Problem statement →
Using the entries below, write out the line with "async fn test_decay_touches_only_stale()", the line with "content, confidence, created_at)", and every line in between, exactly as each is written.

Source data section start

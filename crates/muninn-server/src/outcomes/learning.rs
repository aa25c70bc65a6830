// crates/muninn-server/src/outcomes/learning.rs
// Learning reinforcement. Injected learnings gain or lose confidence
// based on the session signal, with diminishing returns as times_applied
// grows. A decay pass erodes learnings nobody has reinforced in 30 days.

use crate::args;
use crate::store::Store;
use anyhow::Result;

/// Confidence bounds for learnings.
const MIN_CONFIDENCE: f64 = 0.5;
const MAX_CONFIDENCE: f64 = 10.0;

/// Reinforcement bases per signal.
const BASE_POSITIVE: f64 = 0.3;
const BASE_NEGATIVE: f64 = -0.4;

/// Decay parameters.
const DECAY_BASE: f64 = -0.1;
const DECAY_IDLE_DAYS: i64 = 30;
const DECAY_BATCH: usize = 20;

#[derive(Debug, Clone, Copy, PartialEq, Eq)]
pub enum Signal {
    Positive,
    Negative,
    Neutral,
}

impl Signal {
    /// Derive the signal: explicit relevance marker wins, else the
    /// session outcome (2 -> positive, 0 -> negative, 1 -> neutral).
    pub fn derive(relevance_signal: Option<&str>, session_success: Option<i64>) -> Signal {
        match relevance_signal {
            Some("positive") => return Signal::Positive,
            Some("negative") => return Signal::Negative,
            Some(_) => return Signal::Neutral,
            None => {}
        }
        match session_success {
            Some(2) => Signal::Positive,
            Some(0) => Signal::Negative,
            _ => Signal::Neutral,
        }
    }

    fn base(&self) -> f64 {
        match self {
            Signal::Positive => BASE_POSITIVE,
            Signal::Negative => BASE_NEGATIVE,
            Signal::Neutral => 0.0,
        }
    }
}

/// Confidence delta: base scaled by 1/sqrt(times_applied + 1).
pub fn reinforcement_delta(signal: Signal, times_applied: i64) -> f64 {
    signal.base() / ((times_applied + 1) as f64).sqrt()
}

/// Reinforce every learning injected into a just-ended session.
/// Returns how many learnings were touched.
pub async fn reinforce_session_learnings(store: &Store, session_id: i64) -> Result<usize> {
    let Some(session) = store
        .get(
            "SELECT project_id, success FROM sessions WHERE id = ?1",
            args![session_id],
        )
        .await?
    else {
        return Ok(0);
    };
    let success: Option<i64> = session.get(1)?;

    let injections = store
        .all(
            "SELECT ci.source_id, ci.relevance_signal, l.times_applied
             FROM context_injections ci
             JOIN learnings l ON l.id = ci.source_id
             WHERE ci.session_id = ?1 AND ci.source_type = 'learning'
               AND l.archived_at IS NULL",
            args![session_id],
        )
        .await?;

    let mut touched = 0;
    for row in injections {
        let learning_id: i64 = row.get(0)?;
        let relevance: Option<String> = row.get(1)?;
        let times_applied: i64 = row.get(2)?;

        let signal = Signal::derive(relevance.as_deref(), success);
        let delta = reinforcement_delta(signal, times_applied);

        store
            .run(
                "UPDATE learnings SET
                    confidence = MIN(?2, MAX(?3, confidence + ?4)),
                    times_applied = times_applied + 1,
                    auto_reinforcement_count = auto_reinforcement_count + 1,
                    last_reinforced_at = CURRENT_TIMESTAMP,
                    updated_at = CURRENT_TIMESTAMP
                 WHERE id = ?1",
                args![learning_id, MAX_CONFIDENCE, MIN_CONFIDENCE, delta],
            )
            .await?;
        touched += 1;
    }
    Ok(touched)
}

/// Decay pass: learnings unreinforced for 30+ days lose a small amount of
/// confidence, at most 20 learnings per call.
pub async fn decay_stale_learnings(store: &Store, project_id: i64) -> Result<usize> {
    let stale = store
        .all(
            "SELECT id, times_applied FROM learnings
             WHERE project_id = ?1 AND archived_at IS NULL
               AND COALESCE(last_reinforced_at, created_at) < datetime('now', ?2)
             ORDER BY COALESCE(last_reinforced_at, created_at)
             LIMIT ?3",
            args![project_id, format!("-{DECAY_IDLE_DAYS} days"), DECAY_BATCH],
        )
        .await?;

    let mut decayed = 0;
    for row in stale {
        let id: i64 = row.get(0)?;
        let times_applied: i64 = row.get(1)?;
        let delta = DECAY_BASE / ((times_applied + 1) as f64).sqrt();
        store
            .run(
                "UPDATE learnings SET
                    confidence = MIN(?2, MAX(?3, confidence + ?4)),
                    last_reinforced_at = CURRENT_TIMESTAMP,
                    updated_at = CURRENT_TIMESTAMP
                 WHERE id = ?1",
                args![id, MAX_CONFIDENCE, MIN_CONFIDENCE, delta],
            )
            .await?;
        decayed += 1;
    }
    Ok(decayed)
}

#[cfg(test)]
mod tests {
    use super::*;

    #[test]
    fn test_signal_derivation() {
        assert_eq!(Signal::derive(Some("positive"), Some(0)), Signal::Positive);
        assert_eq!(Signal::derive(Some("negative"), Some(2)), Signal::Negative);
        assert_eq!(Signal::derive(None, Some(2)), Signal::Positive);
        assert_eq!(Signal::derive(None, Some(0)), Signal::Negative);
        assert_eq!(Signal::derive(None, Some(1)), Signal::Neutral);
        assert_eq!(Signal::derive(None, None), Signal::Neutral);
    }

    #[test]
    fn test_delta_diminishes_with_application() {
        let fresh = reinforcement_delta(Signal::Positive, 0);
        let seasoned = reinforcement_delta(Signal::Positive, 8);
        assert!((fresh - 0.3).abs() < 1e-9);
        assert!((seasoned - 0.1).abs() < 1e-9, "0.3 / sqrt(9) = 0.1");
    }

    #[test]
    fn test_opposite_signals_nearly_cancel() {
        // reinforce(positive) then reinforce(negative) with equal bases
        // stabilizes: net |delta| shrinks as times_applied grows
        let mut confidence: f64 = 5.0;
        let mut applied = 50;
        let before = confidence;
        confidence += reinforcement_delta(Signal::Positive, applied);
        applied += 1;
        confidence += reinforcement_delta(Signal::Negative, applied);
        assert!((confidence - before).abs() < 0.02);
    }

    async fn seed_learning_injection(store: &Store, relevance: Option<&str>, success: i64) -> i64 {
        let project = crate::db::get_or_create_project(store, "/p", None).await.unwrap();
        let session = crate::db::open_session(store, project.id, "g").await.unwrap();
        let learning_id = store
            .run(
                "INSERT INTO learnings (project_id, title, content, confidence, times_applied)
                 VALUES (?1, 'tip', 'use the pool', 5.0, 0)",
                args![project.id],
            )
            .await
            .unwrap()
            .last_insert_id;
        store
            .run(
                "INSERT INTO context_injections (project_id, session_id, source_type, source_id, relevance_signal)
                 VALUES (?1, ?2, 'learning', ?3, ?4)",
                args![project.id, session.id, learning_id, relevance],
            )
            .await
            .unwrap();
        crate::db::close_session(store, session.id, "done", success).await.unwrap();
        session.id
    }

    #[tokio::test]
    async fn test_positive_session_reinforces() {
        let store = Store::open_in_memory().await.unwrap();
        let session_id = seed_learning_injection(&store, None, 2).await;

        assert_eq!(reinforce_session_learnings(&store, session_id).await.unwrap(), 1);

        let row = store
            .get("SELECT confidence, times_applied FROM learnings", args![])
            .await
            .unwrap()
            .unwrap();
        assert!((row.get::<f64>(0).unwrap() - 5.3).abs() < 1e-9);
        assert_eq!(row.get::<i64>(1).unwrap(), 1);
    }

    #[tokio::test]
    async fn test_explicit_negative_signal_overrides_success() {
        let store = Store::open_in_memory().await.unwrap();
        let session_id = seed_learning_injection(&store, Some("negative"), 2).await;
        reinforce_session_learnings(&store, session_id).await.unwrap();

        let confidence: f64 = store
            .get("SELECT confidence FROM learnings", args![])
            .await
            .unwrap()
            .unwrap()
            .get(0)
            .unwrap();
        assert!((confidence - 4.6).abs() < 1e-9, "5.0 - 0.4");
    }

    #[tokio::test]
    async fn test_confidence_clamped_to_floor() {
        let store = Store::open_in_memory().await.unwrap();
        let session_id = seed_learning_injection(&store, Some("negative"), 0).await;
        store
            .run("UPDATE learnings SET confidence = 0.6", args![])
            .await
            .unwrap();
        reinforce_session_learnings(&store, session_id).await.unwrap();

        let confidence: f64 = store
            .get("SELECT confidence FROM learnings", args![])
            .await
            .unwrap()
            .unwrap()
            .get(0)
            .unwrap();
        assert!((confidence - MIN_CONFIDENCE).abs() < 1e-9);
    }

    #[tokio::test]
    async fn test_decay_touches_only_stale() {
        let store = Store::open_in_memory().await.unwrap();
        let project = crate::db::get_or_create_project(&store, "/p", None).await.unwrap();
        store
            .run(
                "INSERT INTO learnings (project_id, title, content, confidence, created_at)
                 VALUES (?1, 'old', 'c', 5.0, datetime('now', '-60 days'))",
                args![project.id],
            )
            .await
            .unwrap();
        store
            .run(
                "INSERT INTO learnings (project_id, title, content, confidence)
                 VALUES (?1, 'fresh', 'c', 5.0)",
                args![project.id],
            )
            .await
            .unwrap();

        assert_eq!(decay_stale_learnings(&store, project.id).await.unwrap(), 1);

        let old: f64 = store
            .get("SELECT confidence FROM learnings WHERE title = 'old'", args![])
            .await
            .unwrap()
            .unwrap()
            .get(0)
            .unwrap();
        assert!(old < 5.0);

        let fresh: f64 = store
            .get("SELECT confidence FROM learnings WHERE title = 'fresh'", args![])
            .await
            .unwrap()
            .unwrap()
            .get(0)
            .unwrap();
        assert!((fresh - 5.0).abs() < 1e-9);
    }
}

Source data section end

Task solution →
    async fn test_decay_touches_only_stale() {
        let store = Store::open_in_memory().await.unwrap();
        let project = crate::db::get_or_create_project(&store, "/p", None).await.unwrap();
        store
            .run(
                "INSERT INTO learnings (project_id, title, content, confidence, created_at)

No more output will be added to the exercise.